Three ER transmembrane sensors are inositol-requiring enzyme 1α (IRE1α), double-stranded RNA-dependent protein kinase (PKR)-like ER kinase (PERK), and activating transcription factor 6 (ATF6). The functions of the ER membranous proteins include monitoring protein homeostasis of ER lumen and activation of canonical UPR pathways to deliver the information on the ER status to cytoplasm [40, 41]. According to the classic model of the activation of UPR, in basal conditions, these three transmembrane proteins are bound by a chaperone, BiP/glucose-regulated protein 78 (GRP78) [42, 43]. The development of ER stress causes the separation of BiP from these UPR sensors bound. The activation of IRE1α and PERK is associated with the dimerization and auto-phosphorylation, while in case of ATF6, its translocation to the Golgi is required to get activated [7]. Activated forms of proteins mitigate ER stress through the reduction of protein synthesis, the enhancement of protein degradation, and the induction of production of ER chaperones. When the protective process fails to resolve ER stress, the cell is prepared for apoptosis which is also one of the biological protective mechanisms [44]. Recently, in addition to these canonical UPR, noncanonical aspects of UPR confer cells to interconnect protein homeostasis-related cellular apparatus to a wide array of cellular events including immunity and inflammation through various mechanisms, as substantially reviewed elsewhere [45, 46].

In addition, the complex roles of ER including protein synthesis and lipid synthesis, calcium regulation, and interactions with other organelles are reflected in an equally complex physical architecture. The ER is composed of a continuous membrane system that includes the nuclear envelope and the peripheral ER, defined by flat sheets and branching tubules [14]. While it is generally known how the basic shapes of ER sheets and tubules are determined, it is relatively unclear how changes in the shape or the ratio of sheets to tubules occur in response to specific cellular signals. In several conditions, increasing ER loads and ER stress such as mitosis, changes of ER structure, and shapes are noted. In fact, recent studies showed that splicing of XBP1 is activated during meiosis in both Xenopus and budding yeast [47, 48], suggesting that changes in ER structure during meiosis could be linked to the ER stress response. However, to date, it is remained unclear whether ER stress induces immediate restructuring of ER or not. In the same vein, it has not yet been determined whether the activation of ER stress-responsive-signaling pathways results in a modification of structural components of the ER [14].

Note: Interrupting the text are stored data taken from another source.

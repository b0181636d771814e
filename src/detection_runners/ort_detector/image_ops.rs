//! Resizing helpers shared by model preprocessing and mask resampling.

use anyhow::{bail, Result};
use fast_image_resize::{
    images::{CroppedImageMut, Image as FirImage},
    pixels::PixelType,
    FilterType, ResizeAlg, ResizeOptions, Resizer,
};
use image::RgbImage;
use ndarray::Array;
use crate::detection_runners::input_wrapper::X;

/// Grey level used to pad the letterboxed model input.
pub const LETTERBOX_FILL: u8 = 114;

/// How an image was fitted into the square model input.
///
/// The image is scaled uniformly and anchored at the top-left corner; everything right
/// of `new_w` and below `new_h` is padding.
#[derive(Debug, Clone, Copy, PartialEq)]
pub struct Letterbox {
    pub width_src: u32,
    pub height_src: u32,
    pub size_dst: u32,
    pub scale: f32,
    pub new_w: u32,
    pub new_h: u32,
}

impl Letterbox {
    pub fn new(width_src: u32, height_src: u32, size_dst: u32) -> Self {
        let scale = (size_dst as f32 / width_src as f32).min(size_dst as f32 / height_src as f32);
        let new_w = ((width_src as f32 * scale).round() as u32).clamp(1, size_dst);
        let new_h = ((height_src as f32 * scale).round() as u32).clamp(1, size_dst);
        Self { width_src, height_src, size_dst, scale, new_w, new_h }
    }
}

pub fn to_fir_image(image: RgbImage) -> Result<FirImage<'static>> {
    let (width, height) = image.dimensions();
    Ok(FirImage::from_vec_u8(width, height, image.into_raw(), PixelType::U8x3)?)
}

/// Letterboxes `image` into a `size x size` canvas and returns it as a `(1, 3, size, size)`
/// tensor scaled to `[0, 1]`.
pub fn preprocess(image: RgbImage, size: u32) -> Result<(X, Letterbox)> {
    let letterbox = Letterbox::new(image.width(), image.height(), size);
    let src = to_fir_image(image)?;

    let options = ResizeOptions::new().resize_alg(ResizeAlg::Convolution(FilterType::Bilinear));
    let mut resizer = Resizer::new();
    let padded = letterbox_image(&src, &letterbox, &mut resizer, &options)?;

    let x = nchw_normalize(&padded)?;
    Ok((x, letterbox))
}

fn letterbox_image(
    img: &FirImage,
    letterbox: &Letterbox,
    resizer: &mut Resizer,
    resize_options: &ResizeOptions,
) -> Result<FirImage<'static>> {
    let size = letterbox.size_dst;
    let mut padded = FirImage::from_vec_u8(
        size,
        size,
        vec![LETTERBOX_FILL; (size * size * 3) as usize],
        PixelType::U8x3,
    )?;

    let mut cropped = CroppedImageMut::new(&mut padded, 0, 0, letterbox.new_w, letterbox.new_h)?;
    resizer.resize(img, &mut cropped, resize_options)?;

    Ok(padded)
}

fn nchw_normalize(img: &FirImage) -> Result<X> {
    let buf = img.buffer();
    let w = img.width() as usize;
    let h = img.height() as usize;

    if buf.len() != w * h * 3 {
        bail!("Unexpected buffer size: got {}, expected {}", buf.len(), w * h * 3);
    }

    let hw = w * h;
    let mut out = vec![0.0f32; buf.len()];
    for i in 0..hw {
        out[i] = buf[3 * i] as f32 / 255.0;
        out[i + hw] = buf[3 * i + 1] as f32 / 255.0;
        out[i + 2 * hw] = buf[3 * i + 2] as f32 / 255.0;
    }

    Ok(X::from(Array::from_shape_vec((1, 3, h, w), out)?.into_dyn()))
}

/// Nearest-neighbour resize of a single-channel `u8` plane.
pub fn resize_nearest_u8(
    plane: Vec<u8>,
    width_src: u32,
    height_src: u32,
    width_dst: u32,
    height_dst: u32,
) -> Result<Vec<u8>> {
    if width_src == width_dst && height_src == height_dst {
        return Ok(plane);
    }

    let src = FirImage::from_vec_u8(width_src, height_src, plane, PixelType::U8)?;
    let mut dst = FirImage::new(width_dst, height_dst, PixelType::U8);
    let options = ResizeOptions::new().resize_alg(ResizeAlg::Nearest);
    Resizer::new().resize(&src, &mut dst, &options)?;

    Ok(dst.into_vec())
}
extern crate dent_detect;

use std::io::Cursor;
use std::path::{Path, PathBuf};
use axum::body::Body;
use axum::http::{header, Request, StatusCode};
use axum::Router;
use serde_json::Value;
use tempfile::TempDir;
use tower::ServiceExt;
use dent_detect::detection_runners::{MockDetector, Predictor, Segment};
use dent_detect::{DentDetection, InferenceError};
use dent_detect::server::{create_router, AnalyzeResponse, AppState};
use dent_detect::Settings;

const BOUNDARY: &str = "dent-detect-test-boundary";

struct TestApp {
    router: Router,
    upload_dir: PathBuf,
    _scratch: TempDir,
}

#[derive(Debug)]
struct FailingSegmenter;

impl Segment for FailingSegmenter {
    fn segment(&self, image_path: &Path, _: f32, _: f32) -> Result<Vec<DentDetection>, InferenceError> {
        assert!(image_path.exists(), "scratch file missing during inference");
        Err(InferenceError::OutputShape("no prediction tensor".to_string()))
    }
}

fn failing_predictor(strict: bool) -> Predictor {
    Predictor::Onnx {
        segmenter: Box::new(FailingSegmenter),
        conf_threshold: 0.25,
        iou_threshold: 0.45,
        strict,
    }
}

fn test_app(max_file_size: u64) -> TestApp {
    test_app_with(max_file_size, Predictor::Mock(MockDetector::with_seed(11)))
}

fn test_app_with(max_file_size: u64, predictor: Predictor) -> TestApp {
    let scratch = TempDir::new().unwrap();
    let upload_dir = scratch.path().join("uploads");
    let settings = Settings {
        upload_dir: upload_dir.clone(),
        max_file_size,
        ..Settings::default()
    };

    TestApp {
        router: create_router(AppState::new(settings, predictor)),
        upload_dir,
        _scratch: scratch,
    }
}

fn png_bytes(width: u32, height: u32) -> Vec<u8> {
    let image = image::RgbImage::from_fn(width, height, |x, y| image::Rgb([x as u8, y as u8, 128]));
    let mut buf = Cursor::new(Vec::new());
    image.write_to(&mut buf, image::ImageFormat::Png).unwrap();
    buf.into_inner()
}

fn multipart_request(field: &str, file_name: &str, content_type: &str, data: &[u8]) -> Request<Body> {
    let mut body = Vec::new();
    body.extend_from_slice(format!("--{}\r\n", BOUNDARY).as_bytes());
    body.extend_from_slice(
        format!("Content-Disposition: form-data; name=\"{}\"; filename=\"{}\"\r\n", field, file_name).as_bytes(),
    );
    body.extend_from_slice(format!("Content-Type: {}\r\n\r\n", content_type).as_bytes());
    body.extend_from_slice(data);
    body.extend_from_slice(format!("\r\n--{}--\r\n", BOUNDARY).as_bytes());

    Request::builder()
        .method("POST")
        .uri("/api/analyze")
        .header(header::CONTENT_TYPE, format!("multipart/form-data; boundary={}", BOUNDARY))
        .body(Body::from(body))
        .unwrap()
}

async fn send(router: &Router, request: Request<Body>) -> (StatusCode, Value) {
    let response = router.clone().oneshot(request).await.unwrap();
    let status = response.status();
    let bytes = axum::body::to_bytes(response.into_body(), usize::MAX).await.unwrap();
    (status, serde_json::from_slice(&bytes).unwrap())
}

fn get(uri: &str) -> Request<Body> {
    Request::builder().uri(uri).body(Body::empty()).unwrap()
}

fn assert_no_scratch_files(dir: &Path) {
    if let Ok(entries) = std::fs::read_dir(dir) {
        let left: Vec<_> = entries.map(|e| e.unwrap().path()).collect();
        assert!(left.is_empty(), "scratch files left behind: {:?}", left);
    }
}

#[tokio::test]
async fn health_reports_predictor() {
    let app = test_app(1024 * 1024);
    let (status, body) = send(&app.router, get("/api/health")).await;

    assert_eq!(status, StatusCode::OK);
    assert_eq!(body["status"], "healthy");
    assert_eq!(body["predictor"], "mock");
}

#[tokio::test]
async fn classes_are_the_fixed_table() {
    let app = test_app(1024 * 1024);
    let (status, body) = send(&app.router, get("/api/classes")).await;

    assert_eq!(status, StatusCode::OK);
    let classes = body.as_object().unwrap();
    assert_eq!(classes.len(), 9);
    assert_eq!(body["0"], "Abrasion");
    assert_eq!(body["3"], "Caries Class 1");
    assert_eq!(body["8"], "Caries Class 6");
}

#[tokio::test]
async fn root_lists_endpoints() {
    let app = test_app(1024 * 1024);
    let (status, body) = send(&app.router, get("/")).await;

    assert_eq!(status, StatusCode::OK);
    assert_eq!(body["status"], "running");
    assert_eq!(body["endpoints"]["analyze"], "/api/analyze");
}

#[tokio::test]
async fn analyze_valid_image_with_mock() {
    let app = test_app(1024 * 1024);
    let request = multipart_request("file", "molar.png", "image/png", &png_bytes(64, 48));
    let (status, body) = send(&app.router, request).await;

    assert_eq!(status, StatusCode::OK, "{}", body);
    let response: AnalyzeResponse = serde_json::from_value(body).unwrap();
    assert!(response.success);
    assert_eq!(response.image_name, "molar.png");
    assert!((1..=5).contains(&response.predictions.len()));
    for det in &response.predictions {
        assert!(det.class_id <= 8);
        assert!(det.polygon.len() >= 6 && det.polygon.len() % 2 == 0);
        assert!(det.polygon.iter().all(|v| (0.0..=1.0).contains(v)));
        assert!(det.bbox.w >= 0.0 && det.bbox.h >= 0.0);
    }

    assert_no_scratch_files(&app.upload_dir);
}

#[tokio::test]
async fn analyze_rejects_non_image() {
    let app = test_app(1024 * 1024);
    let request = multipart_request("file", "notes.txt", "text/plain", b"not an image");
    let (status, body) = send(&app.router, request).await;

    assert_eq!(status, StatusCode::BAD_REQUEST);
    assert_eq!(body["detail"], "File must be an image");
    assert_no_scratch_files(&app.upload_dir);
}

#[tokio::test]
async fn analyze_rejects_oversized_upload() {
    let app = test_app(1024);
    let request = multipart_request("file", "big.png", "image/png", &vec![0u8; 4096]);
    let (status, body) = send(&app.router, request).await;

    assert_eq!(status, StatusCode::BAD_REQUEST);
    let detail = body["detail"].as_str().unwrap();
    assert!(detail.starts_with("File size exceeds maximum allowed size of"), "{}", detail);
    assert!(detail.contains("0.0009765625MB"), "{}", detail);
    assert_no_scratch_files(&app.upload_dir);
}

#[tokio::test]
async fn analyze_rejects_corrupt_image() {
    let app = test_app(1024 * 1024);
    let request = multipart_request("file", "broken.png", "image/png", b"\x89PNG\r\n\x1a\ngarbage");
    let (status, body) = send(&app.router, request).await;

    assert_eq!(status, StatusCode::BAD_REQUEST);
    assert_eq!(body["detail"], "Invalid image file");
    assert_no_scratch_files(&app.upload_dir);
}

#[tokio::test]
async fn analyze_requires_file_field() {
    let app = test_app(1024 * 1024);
    let request = multipart_request("attachment", "molar.png", "image/png", &png_bytes(8, 8));
    let (status, body) = send(&app.router, request).await;

    assert_eq!(status, StatusCode::BAD_REQUEST);
    assert_eq!(body["detail"], "No file uploaded");
    assert_no_scratch_files(&app.upload_dir);
}

#[tokio::test]
async fn client_file_name_never_becomes_a_path() {
    let app = test_app(1024 * 1024);
    let request = multipart_request("file", "../../escape.png", "image/png", &png_bytes(16, 16));
    let (status, body) = send(&app.router, request).await;

    assert_eq!(status, StatusCode::OK, "{}", body);
    assert_eq!(body["image_name"], "../../escape.png");
    assert!(!app.upload_dir.join("../../escape.png").exists());
    assert_no_scratch_files(&app.upload_dir);
}

#[tokio::test]
async fn scratch_dir_stays_empty_across_requests() {
    let app = test_app(2048);
    let requests = vec![
        multipart_request("file", "a.png", "image/png", &png_bytes(12, 12)),
        multipart_request("file", "b.txt", "text/plain", b"plain"),
        multipart_request("file", "c.png", "image/png", b"corrupt"),
        multipart_request("file", "d.png", "image/png", &vec![1u8; 8192]),
    ];
    for request in requests {
        send(&app.router, request).await;
        assert_no_scratch_files(&app.upload_dir);
    }
}

#[tokio::test]
async fn strict_inference_failure_is_a_server_error() {
    let app = test_app_with(1024 * 1024, failing_predictor(true));
    let request = multipart_request("file", "molar.png", "image/png", &png_bytes(16, 16));
    let (status, body) = send(&app.router, request).await;

    assert_eq!(status, StatusCode::INTERNAL_SERVER_ERROR);
    let detail = body["detail"].as_str().unwrap();
    assert!(detail.starts_with("Analysis failed: "), "{}", detail);
    assert_no_scratch_files(&app.upload_dir);
}

#[tokio::test]
async fn lenient_inference_failure_returns_no_predictions() {
    let app = test_app_with(1024 * 1024, failing_predictor(false));
    let request = multipart_request("file", "molar.png", "image/png", &png_bytes(16, 16));
    let (status, body) = send(&app.router, request).await;

    assert_eq!(status, StatusCode::OK, "{}", body);
    assert_eq!(body["success"], true);
    assert_eq!(body["predictions"].as_array().unwrap().len(), 0);
    assert_no_scratch_files(&app.upload_dir);
}

#[tokio::test]
async fn non_multipart_body_gets_json_detail() {
    let app = test_app(1024 * 1024);
    let request = Request::builder()
        .method("POST")
        .uri("/api/analyze")
        .header(header::CONTENT_TYPE, "application/json")
        .body(Body::from("{}"))
        .unwrap();
    let (status, body) = send(&app.router, request).await;

    assert_eq!(status, StatusCode::BAD_REQUEST);
    assert!(body["detail"].as_str().unwrap().starts_with("Expected a multipart form upload"), "{}", body);
}
use std::time::{Duration, Instant};

/// Logs the time spent in one step of a pipeline and returns the running total.
pub(crate) fn trace(l_type: &str, l_step: &str, start: Instant, prev_elapsed: Duration) -> Duration {
    let elapsed = start.elapsed();
    log::trace!("{} | Total={:.2?} | {}={:.2?}", l_type, elapsed, l_step, elapsed - prev_elapsed);
    elapsed
}

pub(crate) fn round_to(x: f32, places: i32) -> f32 {
    let factor = 10f64.powi(places);
    ((x as f64 * factor).round() / factor) as f32
}

pub(crate) fn human_bytes(size: f64) -> String {
    const UNITS: [&str; 5] = ["B", "KiB", "MiB", "GiB", "TiB"];
    let mut size = size;
    let mut unit = 0;
    while size >= 1024.0 && unit < UNITS.len() - 1 {
        size /= 1024.0;
        unit += 1;
    }
    format!("{:.1} {}", size, UNITS[unit])
}

#[cfg(test)]
mod tests {
    use super::*;

    #[test]
    fn rounds_to_six_places() {
        assert_eq!(round_to(0.123_456_78, 6), 0.123457);
        assert_eq!(round_to(0.5, 6), 0.5);
    }

    #[test]
    fn formats_bytes() {
        assert_eq!(human_bytes(512.0), "512.0 B");
        assert_eq!(human_bytes(1536.0), "1.5 KiB");
        assert_eq!(human_bytes(50.0 * 1024.0 * 1024.0), "50.0 MiB");
    }
}
use std::str::FromStr;

#[derive(Debug, Default, Clone, Copy, PartialEq, Eq)]
pub enum InferenceDevice {
    #[default] CPU,
    CUDA(usize),
}

// Hardcoded device names. Storing the "proper" spelling and the lowercase version.
const CPU: [&str; 2] = ["CPU", "cpu"];
const CUDA: [&str; 2] = ["CUDA", "cuda"];

impl InferenceDevice {
    pub fn str(&self) -> &'static str {
        match self {
            InferenceDevice::CPU => CPU[0],
            InferenceDevice::CUDA(_) => CUDA[0],
        }
    }

    pub fn all_inference_devices() -> Vec<&'static str> {
        vec![CPU[1], CUDA[1]]
    }
}

impl std::fmt::Display for InferenceDevice {
    fn fmt(&self, f: &mut std::fmt::Formatter<'_>) -> std::fmt::Result {
        match self {
            InferenceDevice::CPU => f.write_str(self.str()),
            InferenceDevice::CUDA(id) => write!(f, "{}:{}", self.str(), id),
        }
    }
}

/// Accepts `cpu`, `cuda` and `cuda:<device id>`, case-insensitively.
impl FromStr for InferenceDevice {
    type Err = String;

    fn from_str(device: &str) -> Result<Self, Self::Err> {
        let device = device.trim().to_lowercase();
        let (name, id) = match device.split_once(':') {
            Some((name, id)) => {
                let id = id
                    .parse::<usize>()
                    .map_err(|_| format!("invalid device id `{id}`"))?;
                (name.to_string(), id)
            }
            None => (device, 0),
        };

        match name.as_str() {
            n if n == CPU[1] => Ok(InferenceDevice::CPU),
            n if n == CUDA[1] => Ok(InferenceDevice::CUDA(id)),
            other => Err(format!(
                "unknown inference device `{other}` (expected one of: {})",
                Self::all_inference_devices().join(", ")
            )),
        }
    }
}
mod dent_box;
mod dent_detection;
mod inference_device;
mod model_config;
mod pathology_class;

pub use dent_box::*;
pub use dent_detection::*;
pub use inference_device::*;
pub use model_config::*;
pub use pathology_class::*;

Accumulating data have indicated that ER stress and UPR link to major inflammatory and stress-signaling networks including the nuclear factor kappa B (NF-κB) pathway and oxidative stress. Recent studies have unveiled the role of ER stress in the pathogenesis of various pulmonary disorders, including asthma, chronic obstructive pulmonary disease (COPD), idiopathic pulmonary fibrosis, and acute lung injury [9, 49, 50, 51, 52].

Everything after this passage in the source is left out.